Mitterrand's Softer Line on Immigrants Could Shore up Leftist Support
| PARIS
IN his New Year's address, President Fran,cois Mitterrand announced plans to loosen tough residency restrictions, end summary expulsions, and ease the maze of naturalization rules affecting immigrants into France. By reaffirming his attachment to social justice, Mr. Mitterrand scored political points.
His Socialists spent most of the past few months staring down striking workers.
Being nice to foreigners should help distract criticism about his tough economic policies from disgruntled left-wingers.
The measures also split the mainstream conservative opposition.
Gaullists want to take a tough line against foreigners to keep voters from flocking to extreme right-wing leader Jean-Marie Le Pen. Centrists want to support the Socialists in fighting racism.
Mr. Le Pen hopes to exploit these divisions. He responded to Mitterrand's announcement by damning his Socialists as ``the foreigner's party.''
After a strong showing in the presidential election last spring, Le Pen's party lost all of its parliamentary seats in June's legislative elections. Internal bloodletting set in as factions fought over strategy and polls showed that the party's support was plunging.
``At two and a half months before the municipal elections, the President has struck a political coup,'' comments Robert Schneider, a political analyst, in the weekly Le Nouvel Observateur.
``He remobilizes the Socialists after a long social crisis, while demonstrating the splits in the right,'' Mr. Schneider adds.

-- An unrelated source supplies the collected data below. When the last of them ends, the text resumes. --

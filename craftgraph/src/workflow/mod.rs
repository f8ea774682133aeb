//! # Upcycling workflow
//!
//! Turns a free-text list of household items into a product package: ingredients are
//! extracted and clarified with the user, categorized, turned into goals and product
//! options, safety-checked, rendered as concept images and assembled for export.
//!
//! ## Layout
//!
//! - [`WorkflowState`] / [`StateUpdate`]: the record every node reads, and the partial
//!   update it returns.
//! - [`NodeExecutor`] + [`ExecutorNode`]: node logic, wrapped into graph nodes that merge
//!   updates, retry faults and suspend for user input.
//! - [`workflow_graph`] / [`build_workflow_graph`]: wiring and routers (`routing`).
//! - [`workflow_checkpointer`]: snapshot persistence with TTLs and fragment mirrors.
//! - [`Orchestrator`]: start / resume / status / long-poll per `thread_id`.

pub mod clarification;
mod config;
mod executor;
mod graph;
pub mod ingredient;
pub mod keywords;
mod middleware;
pub mod nodes;
mod orchestrator;
pub mod outputs;
mod persistence;
pub mod routing;
mod state;
mod update;

pub use clarification::{ClarificationOutcome, ClarificationTier};
pub use config::{ConfigError, WorkflowConfig};
pub use executor::{ExecutorContext, ExecutorFault, ExecutorNode, NodeExecutor};
pub use graph::{build_workflow_graph, executors, workflow_graph};
pub use ingredient::{Category, Ingredient, IngredientField, IngredientSource};
pub use middleware::NodeTracking;
pub use orchestrator::{
    Orchestrator, OrchestratorError, PollOutcome, ReportStatus, RunReport, StatusView,
};
pub use outputs::{
    BillItem, ConceptVariant, ExportBundle, Goals, ProductOption, ProductPackage, ShareCard,
    SustainabilityReport, WorkflowAnalytics,
};
pub use persistence::{
    load_goals, load_ingredients, load_package, workflow_checkpointer, CHOICES_FRAGMENT,
    GOALS_FRAGMENT, INGREDIENTS_FRAGMENT, PACKAGE_FRAGMENT,
};
pub use state::{PendingQuestion, Phase, WorkflowErrorRecord, WorkflowState};
pub use update::StateUpdate;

Amid the political maneuvering, it is unclear what will happen to those affected by the issue: the 4 to 5 million foreigners now living in France. Most are Arabs from French-speaking North Africa or Blacks from French-speaking West Africa.
In 1986, conservatives passed the so-called Pasqua law, named after the then Justice Minister Charles Pasqua. This law tightened entry requirements and made it easier to deport foreigners who lacked proper papers.
Instead of having the right to bring their cases to court, foreigners could be summarily expelled by police. In one case, police conducted a dawn raid in which 101 Malians were arrested and immediately put aboard a charted jet for Bamako.
The Socialists have ended these expulsions. They also say they have reduced the time necessary to process naturalization requests.
Their new law, due to take effect in April, will reestablish judicial review of all expulsions.